The optimization of problem (9) is intricately linked to the pseudo-label function ${\tilde{f}}_t$, and vice versa. However, jointly optimizing ${\tilde{f}}_t$ and ${\mathit{\theta }}_F$ can be challenging. To address this, an alternating optimization strategy is proposed:

1.

Initialization: Begin with ${\tilde{f}}_t$ initialized using the source-trained model $h_s$.

2.

Pseudo-Label Generation: Utilize ${\tilde{f}}_t$ to generate pseudo-labels ${\tilde{y}}_t$ for all samples $x_t\in {\mathcal{D}}_t$.

3.

Feature Extractor Update: Formulate and solve problem (9) using the generated pseudo-labels ${\tilde{y}}_t$ to update ${\mathit{\theta }}_F$.

4.

Pseudo-Label Update: Update the pseudo-label function ${\tilde{f}}_t$ with the latest network parameters: ${\tilde{f}}_t\leftarrow h(·;{\mathit{\theta }}_F)$.

5.

Iteration: Repeat steps (2)–(4) iteratively until convergence criteria are met.

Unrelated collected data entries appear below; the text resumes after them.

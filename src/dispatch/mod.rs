//! Task dispatch: distributing best-parent selection across witnesses.
//!
//! Two interchangeable modes share the [`Dispatcher`] contract:
//!
//! ```text
//!                  ┌────────────── Direct: rows in order, one at a time
//! rows ─► Dispatcher
//!                  └────────────── Pool: task queue ─► N workers ─► results
//!                                          per-unit barrier, shutdown barrier
//! ```
//!
//! Either way the caller gets back one [`UnitResolution`] per unit, with a
//! parent map for every witness that resolved and the set of those that
//! did not.

pub mod direct;
pub mod pool;

use std::collections::{BTreeMap, BTreeSet};

use async_trait::async_trait;
use serde::{Deserialize, Serialize};

use crate::types::{ParentMap, ParentSelection, Threshold, VariantUnit, WitnessId, WitnessRow};

pub use direct::DirectDispatcher;
pub use pool::{PoolConfig, PoolDispatcher, PoolStats};

/// Error type for dispatcher operations.
#[derive(Debug, thiserror::Error)]
pub enum DispatchError {
    /// Every worker has exited while results were outstanding.
    #[error("Worker pool closed with {outstanding} result(s) outstanding for {unit}")]
    PoolClosed {
        /// Unit being resolved.
        unit: VariantUnit,
        /// Results still missing.
        outstanding: usize,
    },
    /// The dispatcher was used after shutdown.
    #[error("Dispatcher already shut down")]
    AlreadyShutDown,
    /// One or more workers panicked.
    #[error("{0} worker(s) panicked")]
    WorkerPanicked(usize),
}

/// How selection work is executed.
#[derive(Debug, Clone, Copy, PartialEq, Eq, Serialize, Deserialize)]
#[serde(tag = "mode", rename_all = "snake_case")]
pub enum DispatchMode {
    /// Sequentially on the controller.
    Direct,
    /// On a fixed pool of workers.
    Pool {
        /// Number of workers.
        workers: usize,
    },
}

impl std::fmt::Display for DispatchMode {
    fn fmt(&self, f: &mut std::fmt::Formatter<'_>) -> std::fmt::Result {
        match self {
            Self::Direct => write!(f, "direct"),
            Self::Pool { workers } => write!(f, "pool({})", workers),
        }
    }
}

/// Aggregated selection results for one variant unit.
///
/// Keyed by witness id, so aggregation order does not matter.
#[derive(Debug, Clone, Default, PartialEq, Eq, Serialize, Deserialize)]
pub struct UnitResolution {
    /// Parent map per resolved witness.
    pub parent_maps: BTreeMap<WitnessId, ParentMap>,
    /// Witnesses with no parent map available.
    pub failed: BTreeSet<WitnessId>,
}

impl UnitResolution {
    /// Create an empty resolution.
    pub fn new() -> Self {
        Self::default()
    }

    /// Record a resolved witness.
    pub fn resolved(&mut self, witness: WitnessId, parent_map: ParentMap) {
        self.failed.remove(&witness);
        self.parent_maps.insert(witness, parent_map);
    }

    /// Record a witness that could not be resolved.
    pub fn abandoned(&mut self, witness: WitnessId) {
        self.parent_maps.remove(&witness);
        self.failed.insert(witness);
    }

    /// Selection of `witness` at `threshold`, if any.
    pub fn selection(&self, witness: &WitnessId, threshold: Threshold) -> Option<&ParentSelection> {
        self.parent_maps.get(witness).and_then(|m| m.get(threshold))
    }

    /// Number of witnesses accounted for, resolved or not.
    pub fn len(&self) -> usize {
        self.parent_maps.len() + self.failed.len()
    }

    /// Whether nothing was recorded.
    pub fn is_empty(&self) -> bool {
        self.len() == 0
    }
}

/// Rows of `unit` with repeated witnesses removed, keeping the first row of
/// each witness in order.
pub fn unique_rows<'a>(unit: &VariantUnit, rows: &'a [WitnessRow]) -> Vec<&'a WitnessRow> {
    let mut seen: BTreeSet<&'a WitnessId> = BTreeSet::new();
    let mut unique = Vec::with_capacity(rows.len());
    for row in rows {
        if seen.insert(&row.witness) {
            unique.push(row);
        } else {
            tracing::warn!(unit = %unit, witness = %row.witness, "Duplicate witness row ignored");
        }
    }
    unique
}

/// Trait for task dispatchers.
///
/// Both modes resolve the rows returned by [`unique_rows`]: a witness that
/// appears twice is resolved once, from its first row.
///
/// `run` returns only once every row of the unit is accounted for. Units are
/// processed one at a time; `shutdown` releases any workers and must be
/// called after the last unit.
#[async_trait]
pub trait Dispatcher: Send {
    /// Resolve every witness row of `unit` at `thresholds`.
    async fn run(
        &mut self,
        unit: &VariantUnit,
        rows: &[WitnessRow],
        thresholds: &[Threshold],
    ) -> Result<UnitResolution, DispatchError>;

    /// Final barrier: stop and join all workers.
    async fn shutdown(&mut self) -> Result<(), DispatchError>;

    /// The execution mode.
    fn mode(&self) -> DispatchMode;
}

These iterative steps are crucial for progressively refining the feature extractor g to better capture domain-specific characteristics while continuously updating the pseudo-label function ${\tilde{f}}_t$ to improve model adaptation. Subsequent subsections will delve deeper into each of these steps, providing comprehensive insights and experimental validations to support the proposed approach.

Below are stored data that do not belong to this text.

//! # Kalman Tracking Module
//!
//! Scalar Kalman filter over the period of the currently locked pitch. The
//! filter is rebuilt, never blended, whenever the matched pitch changes.

use crate::tuning::{cent_ratio, Pitch};

/// Assumed worst-case drift of a held note, in cents per second.
pub const DRIFT_CENTS_PER_SECOND: f64 = 0.5;

/// Period estimate and its covariance.
#[derive(Debug, Clone, Copy, PartialEq)]
pub struct KalmanState {
    /// Period estimate in seconds
    pub x: f64,
    /// Covariance in seconds²
    pub p: f64,
}

/// Computes the process noise for a lock at `period`.
///
/// A note drifting [`DRIFT_CENTS_PER_SECOND`] changes its period by
/// `period · (1 − centRatio^−drift)` per second; over one frame of
/// `duration_seconds` that squares to the returned variance.
///
/// # Arguments
/// * `period` - The locked period in seconds
/// * `duration_seconds` - Length of one analysis frame
///
/// # Returns
/// The per-frame process noise `Q` in seconds²
pub fn process_noise(period: f64, duration_seconds: f64) -> f64 {
    let drift_period = period * (1.0 - cent_ratio().powf(-DRIFT_CENTS_PER_SECOND));
    drift_period * drift_period * duration_seconds * duration_seconds
}

/// Smooths successive period measurements for one locked pitch.
#[derive(Debug, Clone, PartialEq)]
pub struct KalmanTracker {
    locked: Pitch,
    state: KalmanState,
    q: f64,
}

impl KalmanTracker {
    /// Locks onto `pitch` with the first measurement `(period, variance)`.
    ///
    /// # Arguments
    /// * `pitch` - The table pitch the measurement matched
    /// * `period` - Measured period in seconds, taken as the initial estimate
    /// * `variance` - Measurement variance, taken as the initial covariance
    /// * `duration_seconds` - Frame length, used for the process noise
    pub fn lock(pitch: Pitch, period: f64, variance: f64, duration_seconds: f64) -> Self {
        Self {
            locked: pitch,
            state: KalmanState { x: period, p: variance },
            q: process_noise(period, duration_seconds),
        }
    }

    /// The pitch this tracker was locked to.
    pub fn locked_pitch(&self) -> &Pitch {
        &self.locked
    }

    /// Current estimate and covariance.
    pub fn state(&self) -> KalmanState {
        self.state
    }

    /// Process noise fixed at lock time.
    pub fn process_noise(&self) -> f64 {
        self.q
    }

    /// Folds a measurement `z` with variance `r` into the estimate.
    ///
    /// # Arguments
    /// * `z` - Measured period in seconds
    /// * `r` - Variance of that measurement
    pub fn update(&mut self, z: f64, r: f64) {
        let predicted = self.state.p + self.q;
        let gain = predicted / (predicted + r);
        self.state.x += gain * (z - self.state.x);
        self.state.p = (1.0 - gain) * predicted;
    }

    /// Updates in place when `pitch` is the locked pitch, otherwise replaces
    /// the tracker with a fresh lock.
    ///
    /// # Returns
    /// The state after the update or re-lock
    pub fn observe(
        tracker: &mut Option<KalmanTracker>,
        pitch: Pitch,
        period: f64,
        variance: f64,
        duration_seconds: f64,
    ) -> KalmanState {
        match tracker {
            Some(current) if current.locked == pitch => {
                current.update(period, variance);
                current.state
            }
            _ => {
                if let Some(previous) = tracker.as_ref() {
                    log::debug!("Pitch lock moved from {} to {}", previous.locked, pitch);
                }
                let fresh = KalmanTracker::lock(pitch, period, variance, duration_seconds);
                let state = fresh.state;
                *tracker = Some(fresh);
                state
            }
        }
    }
}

4.1. Pseudo-Label Generation

The source-trained model $h_s$ provides an initial basis for generating pseudo-labels in the target domain ${\mathcal{D}}_t$. For each target data point $x_t\in {\mathcal{D}}_t$, the pseudo-label ${\tilde{y}}_t$ is determined as

$${\tilde{y}}_t=arg\underset{k\in \{1,\dots ,K\}}{max}{\left[h_s\left(x_t\right)\right]}_k,$$

where ${\left[h_s\left(x_t\right)\right]}_k$ denotes the k-th element of the output vector $h_s\left(x_t\right)$, representing the model’s confidence that $x_t$ belongs to class k.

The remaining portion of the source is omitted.